Plusieurs gisements d’économies sont envisageables. Plus vite l’ANSM rendra ses avis sur les conditions de substitution des 11 groupes de biosimilaires, plus vite celle-ci pourra s’enclencher. L’économie attendue sur ces groupes est estimée à 80 millions d’euros, si cette pratique atteint un taux de pénétration de 80 %.
Mais d’autres leviers existent : la loi de financement de la Sécurité sociale de 2024 prévoit une substitution par les pharmaciens deux ans après la commercialisation d’un biosimilaire. Or, pendant cette période, l’Assurance maladie paie des traitements équivalents beaucoup plus chers. Supprimer ce délai permettrait de récupérer 120 millions d’euros. Opérer une telle modification nécessiterait de passer par la loi. D’ici 2030, les finances publiques pourraient économiser jusqu’à 7 milliards d’euros grâce à la multiplication de ces traitements, un grand nombre de molécules biologiques tombant dans le domaine public entre-temps.
Enfin, les hybrides substituables se limitent aujourd’hui à deux classes thérapeutiques. Le Gemme a identifié 33 nouvelles classes potentiellement substituables. Nous les avons communiquées à l’ANSM et au ministère de la Santé pour qu’elles soient évaluées. L’élargissement à ces 33 classes permettrait 80 millions d’euros d’économies supplémentaires.
À terme, le prix des biosimilaires pourrait-il décroître aussi fortement que celui des génériques ?

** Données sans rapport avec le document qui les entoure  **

//! Merges folders and documents into one sorted, paginated sequence.

use std::sync::Arc;

use serde::{Deserialize, Serialize};

use docstore_core::result::AppResult;
use docstore_core::types::{
    DocumentFilter, PageRequest, PageResponse, ParentFilter, SortDirection, SortKey,
};
use docstore_database::repositories::document::DocumentRepository;
use docstore_database::repositories::folder::FolderRepository;
use docstore_entity::listing::FileEntry;

/// Query parameters for the unified listing.
#[derive(Debug, Clone, Serialize, Deserialize)]
pub struct ListingQuery {
    /// Level to list; the unified listing defaults to root, not "anywhere".
    pub folder: ParentFilter,
    /// Case-insensitive substring match on entry names.
    pub search: Option<String>,
    /// Sort key.
    pub sort: SortKey,
    /// Sort direction.
    pub direction: SortDirection,
    /// Page selection.
    pub page: PageRequest,
}

impl Default for ListingQuery {
    fn default() -> Self {
        Self {
            folder: ParentFilter::Root,
            search: None,
            sort: SortKey::default(),
            direction: SortDirection::default(),
            page: PageRequest::default(),
        }
    }
}

/// Produces the polymorphic folder+document listing.
#[derive(Debug, Clone)]
pub struct ListingService {
    /// Folder repository.
    folder_repo: Arc<FolderRepository>,
    /// Document repository.
    document_repo: Arc<DocumentRepository>,
}

impl ListingService {
    /// Creates a new listing service.
    pub fn new(folder_repo: Arc<FolderRepository>, document_repo: Arc<DocumentRepository>) -> Self {
        Self {
            folder_repo,
            document_repo,
        }
    }

    /// Lists folders and documents at one level as a single sorted,
    /// paginated sequence.
    ///
    /// `total` is the folder-match-count plus the document-match-count for
    /// the active filter; the merged sequence is sorted in memory and sliced
    /// by the page request.
    pub async fn list(&self, query: &ListingQuery) -> AppResult<PageResponse<FileEntry>> {
        let folders = self.folder_repo.find_all(query.folder).await?;

        let doc_filter = DocumentFilter {
            folder: query.folder,
            search: query.search.clone(),
            ..DocumentFilter::default()
        };
        let documents = self.document_repo.find_all(&doc_filter).await?;

        let mut entries: Vec<FileEntry> = folders
            .into_iter()
            .filter(|f| matches_search(&f.name, query.search.as_deref()))
            .map(FileEntry::from)
            .collect();
        entries.extend(documents.into_iter().map(FileEntry::from));

        let total = entries.len() as u64;
        sort_entries(&mut entries, query.sort, query.direction);
        let items = paginate(entries, &query.page);

        Ok(PageResponse::new(items, &query.page, total))
    }
}

/// Case-insensitive substring match, mirroring the ILIKE semantics used for
/// documents.
fn matches_search(name: &str, search: Option<&str>) -> bool {
    match search {
        Some(needle) if !needle.is_empty() => {
            name.to_lowercase().contains(&needle.to_lowercase())
        }
        _ => true,
    }
}

/// Sort the merged sequence in place. The sort is stable, so ties keep the
/// order the merge produced.
fn sort_entries(entries: &mut [FileEntry], sort: SortKey, direction: SortDirection) {
    entries.sort_by(|a, b| {
        let ordering = match sort {
            SortKey::Name => a.name.cmp(&b.name),
            SortKey::Type => a.kind.label().cmp(b.kind.label()),
            SortKey::Size => a.sort_size().cmp(&b.sort_size()),
            SortKey::CreatedAt => a.created_at.cmp(&b.created_at),
        };
        match direction {
            SortDirection::Asc => ordering,
            SortDirection::Desc => ordering.reverse(),
        }
    });
}

/// Slice the sorted sequence by `(page-1)*limit .. +limit`.
fn paginate(entries: Vec<FileEntry>, page: &PageRequest) -> Vec<FileEntry> {
    let offset = page.offset() as usize;
    entries
        .into_iter()
        .skip(offset)
        .take(page.limit as usize)
        .collect()
}

#[cfg(test)]
mod tests {
    use super::*;
    use chrono::{TimeZone, Utc};
    use docstore_entity::document::Document;
    use docstore_entity::folder::Folder;

    fn folder_entry(id: i64, name: &str, minute: u32) -> FileEntry {
        FileEntry::from(Folder {
            id,
            name: name.to_string(),
            parent_id: None,
            created_by: "alice".to_string(),
            created_at: Utc.with_ymd_and_hms(2026, 3, 1, 10, minute, 0).unwrap(),
            updated_at: Utc.with_ymd_and_hms(2026, 3, 1, 10, minute, 0).unwrap(),
        })
    }

    fn document_entry(id: i64, name: &str, size: i64, minute: u32) -> FileEntry {
        FileEntry::from(Document {
            id,
            name: name.to_string(),
            doc_type: "pdf".to_string(),
            size_bytes: size,
            folder_id: None,
            created_by: "alice".to_string(),
            created_at: Utc.with_ymd_and_hms(2026, 3, 1, 10, minute, 0).unwrap(),
            updated_at: Utc.with_ymd_and_hms(2026, 3, 1, 10, minute, 0).unwrap(),
        })
    }

    #[test]
    fn test_sort_by_name_ascending() {
        let mut entries = vec![
            document_entry(1, "zeta.pdf", 10, 0),
            folder_entry(2, "Alpha", 1),
            document_entry(3, "midway.pdf", 20, 2),
        ];
        sort_entries(&mut entries, SortKey::Name, SortDirection::Asc);
        let names: Vec<&str> = entries.iter().map(|e| e.name.as_str()).collect();
        assert_eq!(names, vec!["Alpha", "midway.pdf", "zeta.pdf"]);
    }

    #[test]
    fn test_sort_by_size_treats_folders_as_zero() {
        let mut entries = vec![
            document_entry(1, "big.pdf", 4096, 0),
            folder_entry(2, "Stuff", 1),
            document_entry(3, "small.pdf", 12, 2),
        ];
        sort_entries(&mut entries, SortKey::Size, SortDirection::Asc);
        let ids: Vec<i64> = entries.iter().map(|e| e.id).collect();
        assert_eq!(ids, vec![2, 3, 1]);
    }

    #[test]
    fn test_sort_by_type_groups_kinds() {
        let mut entries = vec![
            folder_entry(1, "A", 0),
            document_entry(2, "b.pdf", 1, 1),
            folder_entry(3, "C", 2),
        ];
        sort_entries(&mut entries, SortKey::Type, SortDirection::Asc);
        // "document" < "folder" lexicographically.
        assert_eq!(entries[0].id, 2);
    }

    #[test]
    fn test_sort_by_created_at_descending_is_default_shape() {
        let mut entries = vec![
            document_entry(1, "old.pdf", 1, 0),
            document_entry(2, "new.pdf", 1, 30),
        ];
        sort_entries(&mut entries, SortKey::CreatedAt, SortDirection::Desc);
        assert_eq!(entries[0].id, 2);
    }

    #[test]
    fn test_pagination_slices_sorted_sequence() {
        let entries: Vec<FileEntry> = (0..20)
            .map(|i| document_entry(i, &format!("doc{i:02}.pdf"), i, i as u32))
            .collect();

        let page = PageRequest::new(2, 5);
        let slice = paginate(entries.clone(), &page);
        assert_eq!(slice.len(), 5);
        assert_eq!(slice[0].id, 5);
        assert_eq!(slice[4].id, 9);

        // Re-requesting the same page yields the identical slice.
        let again = paginate(entries, &page);
        let ids: Vec<i64> = slice.iter().map(|e| e.id).collect();
        let again_ids: Vec<i64> = again.iter().map(|e| e.id).collect();
        assert_eq!(ids, again_ids);
    }

    #[test]
    fn test_pagination_past_the_end_is_empty() {
        let entries = vec![folder_entry(1, "Only", 0)];
        let slice = paginate(entries, &PageRequest::new(3, 10));
        assert!(slice.is_empty());
    }

    #[test]
    fn test_page_response_totals() {
        let page = PageRequest::new(2, 5);
        let items: Vec<FileEntry> = (5..10)
            .map(|i| document_entry(i, &format!("doc{i}.pdf"), i, i as u32))
            .collect();
        let resp = PageResponse::new(items, &page, 20);
        assert_eq!(resp.total, 20);
        assert_eq!(resp.total_pages, 4);
        assert_eq!(resp.items.len(), 5);
    }

    #[test]
    fn test_search_matches_case_insensitively() {
        assert!(matches_search("Quarterly Report.pdf", Some("report")));
        assert!(matches_search("anything", None));
        assert!(matches_search("anything", Some("")));
        assert!(!matches_search("notes.txt", Some("report")));
    }
}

Un alignement serait destructeur de valeur pour ces produits et pourrait remettre en question les économies que nous venons d’évoquer. Comme le préconisent de nombreux rapports, les économies liées aux biosimilaires seront massives grâce à un effet de volume, et non à une baisse des prix de ces thérapeutiques.
La clause de sauvegarde n’est plus soutenable. Elle remet en question toute la viabilité du secteur des génériques et des biosimilaires. Ces médicaments supportent un prix bas au titre des économies attendues par leur développement, mais, paradoxalement, ce développement est sanctionné par la clause de sauvegarde. À droit constant, la clause de sauvegarde pourrait tripler en 2025 pour le secteur des génériques, faisant chuter la profitabilité à – 2,4 %. Le maintien de cette clause risquerait d’affecter l’accès aux traitements à un coût abordable. Nous souhaitons une application différenciée de cette disposition, qui exonérerait les produits générateurs d’économies.
Les remises sur les biosimilaires pourront-elles être identiques à celles des génériques ?
Si la question se pose, il est important que les remises ne remettent pas en cause la soutenabilité du modèle.
Actuellement, déjà, plusieurs biosimilaires ne sont pas lancés en France en raison d’un manque de perspectives de croissance. Le modèle économique de ces traitements est différent de celui des génériques. Les coûts de recherche et de production sont nettement plus élevés. Le processus d’enregistrement et d’évaluation est également beaucoup plus complexe, impliquant un plus grand nombre d’acteurs.
2023
Nommé directeur général de l’association Générique même médicament (Gemme)
2009-2023
Membre, puis conseiller du Comité économique des produits de santé (CEPS)
2008
Docteur en économie industrielle à l’université de Montpellier (Hérault).